Transportation Troubleshooting: Helping Transportation Agencies Overcome Rising Threat of Heat Waves
When I look at the challenge of making America’s transportation infrastructure more sustainable, climate-friendly and resilient to the weather extremes becoming more problematic with climate change, I find hope in how fast the policy landscape is changing. The Bipartisan Infrastructure Law (BIL), also known as the Infrastructure Investment and Jobs Act, exemplifies this change.
Supported by more than two-thirds of the U.S. Senate, the BIL embraces sustainability, greenhouse gas mitigation and climate resiliency with more ambition and funding than any federal bill I’ve seen throughout my 43 years in transportation. The BIL’s SMART and PROTECT grant programs will fund resiliency upgrades to existing transportation systems as well as the planning and building of resilient infrastructure for the future.
As my WSP colleague Michael Flood, U.S. resilience practice leader, said recently: “These new programs will allow state and local transportation agencies to more completely address concerns like rainfall flooding, storm surge or stormwater runoff as well as other natural impacts to infrastructure that road users must face.”
The law also creates a national Center of Excellence for Resilience and Adaptation for transportation and related infrastructure to be led by the American Association of State Highway and Transportation Officials as well as 10 regional centers. These centers will serve as a resource for transportation agencies, advancing the science of climate-vulnerability assessments as well as evaluating new and emerging practices for resilient transportation design and construction through maintenance and operations.
A Hot New World
Civil and structural engineers have begun designing roadways and other infrastructure for future climate conditions, instead of using the historical conditions that previously guided our work. Outside of its physical effects on infrastructure, heat is most often expressed as a concern for the comfort of transportation system users, such as when transit riders are unprotected from the elements and require action to provide shelter or shade.
But the headlines from summer 2022—runways, railroads and highways in Europe and the UK rendered unsafe by record-breaking heat—remind us that of all climate extremes, heat waves pose exceptionally tough challenges for transportation infrastructure.
The BIL will help transportation agencies prepare for future heat waves in several ways, including a Healthy Streets program to fund cool and porous pavements, expanded tree cover and other measures to mitigate urban heat islands.
The BIL addresses more than transportation, of course. Its $47.2 billion in resiliency funding also will be used by local and state governments to mitigate flood and wildfire risks, improve coastal resiliency, manage drought and heat stress, and weatherize the homes of more low-income families. Another $10 billion will support hardening electric grids against wildfires and other natural disasters as well as research and development on enhancing regional grid resilience.
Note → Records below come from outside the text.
impl DecisionLoop {
    pub fn new(
        db: Db,
        dispatcher: LlmDispatcher,
        engine: Arc<TradingEngine>,
        summarizer: Arc<Summarizer>,
        token_tracker: Arc<TokenTracker>,
    ) -> Self {
        Self {
            db,
            dispatcher,
            engine,
            summarizer,
            token_tracker,
        }
    }

    /// Writes a `Snapshot` on demand, outside the regular turn cadence — used
    /// by the manual `POST /bots/:id/snapshot` endpoint so a caller can force
    /// a balance/PnL data point between scheduled turns.
    pub async fn write_manual_snapshot(
        &self,
        bot: &Bot,
        ledger: &crate::trading::engine::BotLedger,
        now: DateTime<Utc>,
    ) -> AppResult<Snapshot> {
        self.write_snapshot(bot, ledger, now).await
    }

    /// Runs one bot turn to completion: prompt assembly, the multi-iteration
    /// ANALYZE loop, execution of the final decisions, and persistence. Never
    /// modifies positions if the LLM call ultimately fails (spec §4.7.3).
    pub async fn run_turn(
        &self,
        bot: &Bot,
        provider: &Provider,
        decrypted_api_key: &str,
        market: &MarketSnapshot,
        settings: &Settings,
        now: DateTime<Utc>,
    ) -> AppResult<TurnOutcome> {
        let allowed_symbols = bot
            .allowed_symbols
            .clone()
            .unwrap_or_else(|| settings.trading_symbols.clone());

        let ledger = self.engine.ledger_snapshot(&bot.id).unwrap_or_default();
        let recent_trades = self.db.recent_closed_trades(&bot.id, 10).await?;
        let recent_decisions = self.db.list_decisions_for_bot(&bot.id, 5).await?;
        let history_summary = self.db.get_history_summary(&bot.id).await?;

        let mut accumulated_analyses: Vec<Value> = Vec::new();
        let mut notes: Vec<String> = Vec::new();
        let mut iteration: u32 = 1;

        let (final_prompt, final_decisions) = loop {
            let prompt = build_prompt(
                bot,
                &ledger,
                &recent_trades,
                &allowed_symbols,
                market,
                &recent_decisions,
                history_summary.as_ref(),
                &accumulated_analyses,
                now,
            );

            let (result, latency_ms) = self.call_with_retry(provider, decrypted_api_key, &prompt).await;

            let reply = match result {
                Ok(reply) => {
                    self.record_usage(bot, provider, &prompt, reply.usage.input_tokens, reply.usage.output_tokens, latency_ms, now)
                        .await;
                    reply
                }
                Err(err) => {
                    let usage = err.fallback_usage(&prompt);
                    self.record_usage(bot, provider, &prompt, usage.input_tokens, usage.output_tokens, latency_ms, now)
                        .await;

                    let note = format!("llm call failed: {err}");
                    warn!(bot_id = %bot.id, %note);
                    let decision = build_decision(bot, &prompt, &json!([]), vec![note], false, now);
                    let draft = snapshot_draft(bot, &ledger, now);
                    let snapshot = self.engine.persist_turn(Vec::new(), decision.clone(), draft).await?;
                    self.spawn_summarizer(bot.clone(), provider.clone(), decrypted_api_key.to_string(), prompt.clone());
                    return Ok(TurnOutcome { decision, snapshot });
                }
            };

            let decisions = parse_decisions(&reply.text);

            if iteration >= MAX_ITERATIONS {
                notes.push(format!("iteration cap reached at {iteration}; residual ANALYZE decisions discarded"));
                let non_analyze: Vec<ProposedAction> =
                    decisions.into_iter().filter(|d| !d.is_analyze()).collect();
                break (prompt, non_analyze);
            }

            let (analyze, non_analyze): (Vec<ProposedAction>, Vec<ProposedAction>) =
                decisions.into_iter().partition(ProposedAction::is_analyze);

            if analyze.is_empty() {
                notes.push(format!("iterations: {iteration}"));
                break (prompt, non_analyze);
            }

            let ctx = ToolContext {
                closes_by_symbol: market.closes_by_symbol.clone(),
                now,
            };
            for action in analyze {
                if let ProposedAction::Analyze { tool, parameters } = action {
                    let result = tools::run_tool(&tool, &parameters, &ctx);
                    accumulated_analyses.push(json!({ "tool": tool, "params": parameters, "result": result }));
                }
            }
            iteration += 1;
        };

        let _ = final_prompt;

        let mut success = true;
        let mut pending_writes: Vec<TurnWrite> = Vec::new();
        for action in &final_decisions {
            match action {
                ProposedAction::Long { symbol, size, leverage, stop_loss, take_profit }
                | ProposedAction::Short { symbol, size, leverage, stop_loss, take_profit } => {
                    let side = if matches!(action, ProposedAction::Long { .. }) {
                        PositionSide::Long
                    } else {
                        PositionSide::Short
                    };
                    let Some(mark_price) = market.price(symbol) else {
                        notes.push(format!("no mark price available for {symbol}; {} skipped", action.kind()));
                        continue;
                    };
                    match self
                        .engine
                        .open(
                            &bot.id,
                            &bot.owner_id,
                            side,
                            symbol,
                            *size,
                            *leverage,
                            *stop_loss,
                            *take_profit,
                            mark_price,
                            &allowed_symbols,
                            settings,
                            now,
                        )
                        .await
                    {
                        Ok(OpenOutcome::Opened { position, trade, note }) => {
                            pending_writes.push(TurnWrite::Open { position, trade });
                            if let Some(note) = note {
                                notes.push(note);
                            }
                        }
                        Ok(OpenOutcome::Rejected { note }) => notes.push(note),
                        Err(err) => {
                            notes.push(format!("open failed: {err}"));
                            success = false;
                        }
                    }
                }
                ProposedAction::Close { position_id } => {
                    let Some(current_ledger) = self.engine.ledger_snapshot(&bot.id) else {
                        notes.push(format!("no open positions for bot; close {position_id} skipped"));
                        continue;
                    };
                    let Some(position) = current_ledger.opened_position_for_symbol_by_id(position_id) else {
                        notes.push(format!("position {position_id} not found or already closed"));
                        continue;
                    };
                    let Some(mark_price) = market.price(&position.symbol) else {
                        notes.push(format!("no mark price available for {}; close skipped", position.symbol));
                        continue;
                    };
                    match self
                        .engine
                        .close(&bot.id, position_id, None, mark_price, CloseReason::Manual, settings, now)
                        .await
                    {
                        Ok(CloseOutcome::Closed { position, trade }) => {
                            pending_writes.push(TurnWrite::Close { position, trade });
                        }
                        Ok(CloseOutcome::NotFound) => notes.push(format!("position {position_id} not found")),
                        Err(err) => {
                            notes.push(format!("close failed: {err}"));
                            success = false;
                        }
                    }
                }
                ProposedAction::Hold => notes.push("hold".to_string()),
                ProposedAction::Analyze { .. } => {
                    notes.push("residual ANALYZE decision discarded after iteration cap".to_string());
                }
            }
        }

        let parsed_decisions = serde_json::to_value(&final_decisions).unwrap_or(Value::Null);
        let decision = build_decision(bot, &final_prompt, &parsed_decisions, notes, success, now);

        let ledger_after = self.engine.ledger_snapshot(&bot.id).unwrap_or_default();
        let draft = snapshot_draft(bot, &ledger_after, now);
        let snapshot = self
            .engine
            .persist_turn(pending_writes, decision.clone(), draft)
            .await?;

        self.spawn_summarizer(bot.clone(), provider.clone(), decrypted_api_key.to_string(), final_prompt.clone());

        info!(bot_id = %bot.id, success, "bot turn complete");

        Ok(TurnOutcome { decision, snapshot })
    }

    async fn call_with_retry(
        &self,
        provider: &Provider,
        api_key: &str,
        prompt: &str,
    ) -> (Result<crate::llm::LlmReply, DispatchError>, u64) {
        let (result, latency_ms) = self.dispatcher.call(provider, api_key, prompt, RequestKind::Decision).await;
        match &result {
            Err(DispatchError::Timeout) | Err(DispatchError::RateLimit) => {
                tokio::time::sleep(Duration::from_millis(RETRY_BACKOFF_MS)).await;
                self.dispatcher.call(provider, api_key, prompt, RequestKind::Decision).await
            }
            _ => (result, latency_ms),
        }
    }

    async fn record_usage(
        &self,
        bot: &Bot,
        provider: &Provider,
        prompt: &str,
        input_tokens: u64,
        output_tokens: u64,
        latency_ms: u64,
        now: DateTime<Utc>,
    ) {
        let _ = prompt;
        if let Err(err) = self
            .token_tracker
            .track(UsageEvent {
                owner_id: bot.owner_id.clone(),
                bot_id: bot.id.clone(),
                provider_id: provider.id.clone(),
                provider_variant: provider.variant.to_string(),
                request_kind: RequestKind::Decision,
                input_tokens,
                output_tokens,
                model: provider.model_name.clone(),
                latency_ms,
                timestamp: now.to_rfc3339(),
            })
            .await
        {
            warn!(bot_id = %bot.id, %err, "failed to record token usage");
        }
    }

    async fn write_snapshot(
        &self,
        bot: &Bot,
        ledger: &crate::trading::engine::BotLedger,
        now: DateTime<Utc>,
    ) -> AppResult<Snapshot> {
        let unrealized_pnl: f64 = ledger.open_positions.iter().map(|p| p.unrealized_pnl).sum();
        let realized_pnl = self.db.sum_realized_pnl(&bot.id).await?;
        let trade_count = self.db.count_trades_for_bot(&bot.id).await?;
        let wins = self.db.winning_trades_count(&bot.id).await?;
        let win_rate = if trade_count > 0 { wins as f64 / trade_count as f64 } else { 0.0 };

        let snapshot = Snapshot {
            id: Uuid::new_v4().to_string(),
            owner_id: bot.owner_id.clone(),
            bot_id: bot.id.clone(),
            balance: ledger.balance,
            unrealized_pnl,
            realized_pnl,
            total_value: ledger.balance + unrealized_pnl,
            trade_count,
            win_rate,
            timestamp: now.to_rfc3339(),
        };
        self.db.insert_snapshot(&snapshot).await?;
        Ok(snapshot)
    }

    /// Fires the summarizer without holding up the next turn (spec §4.7.3:
    /// "must not block the next turn"). Failures are logged, not propagated —
    /// a stale summary is acceptable; a blocked scheduler is not.
    fn spawn_summarizer(&self, bot: Bot, provider: Provider, decrypted_api_key: String, current_prompt: String) {
        let summarizer = self.summarizer.clone();
        tokio::spawn(async move {
            match summarizer
                .maybe_summarize(&bot, &provider, &decrypted_api_key, &current_prompt)
                .await
            {
                Ok(crate::summarizer::SummarizeOutcome::Failed { warning }) => {
                    warn!(bot_id = %bot.id, %warning, "background summarization failed");
                }
                Err(err) => {
                    warn!(bot_id = %bot.id, %err, "background summarization errored");
                }
                _ => {}
            }
        });
    }
}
When we talk about transportation and climate change, however, we must not ignore the elephant in the room: our current transportation infrastructure and the cars, trucks, trains, ships and planes that use it produce 27 percent of U.S. greenhouse gas emissions—more than any other sector.
Transitioning from our current fossil-fuel-dependent transportation modes will be a decades-long process. At WSP, we’re confident that electrification will be the primary strategy for this transformation. While hydrogen will play a role in marine shipping and other modes for which electrification is unsuitable, electrification will dominate because it leverages existing electric utility infrastructure.
My colleagues and I have helped dozens of transit agencies plan for and implement transitions from diesel or compressed natural gas (CNG) vehicles to electric ones. This transition is happening fastest in California, where transit agencies must cease purchasing diesel and CNG buses by 2026 or 2030, depending on the agency’s size.
“We foresee electrification expanding rapidly in all types of government fleets, and we’re pleased to see the executive branch leading with a mandate to make all federal light-duty vehicle purchases electric by 2027 and all vehicles by 2035,” said my colleague Dana Lowell, WSP zero emission senior technical advisor and director of WSP’s Center for Clean Transportation.
In the BIL, Congress also backed transit electrification by increasing the annual funding for the Federal Transit Administration’s Low or No Vehicle Emissions Competitive Program from $55 million to $1.1 billion annually.
Although there’s still a lot of uncertainty about how quickly electric drivetrains will displace internal-combustion engines in the light-duty vehicle market overall, investments by major automakers during the last two to five years show a massive change is underway.
“Every quarter, global auto manufacturers are announcing new electric vehicle targets, new models and new capital investments,” said Lowell. “While the market is still overly skewed to high-end sedans, we see that changing with more electric SUVs and pickup trucks from Ford and others.” In addition, the BIL will support the growth of EV markets by devoting $1 billion annually for five years to developing public fast-charging stations in all states.
We have a long way to go to make the country’s transportation infrastructure both climate-friendly and climate-resilient. The BIL makes a valuable down payment on the costs of this epic venture, and much more will be required in the coming decades.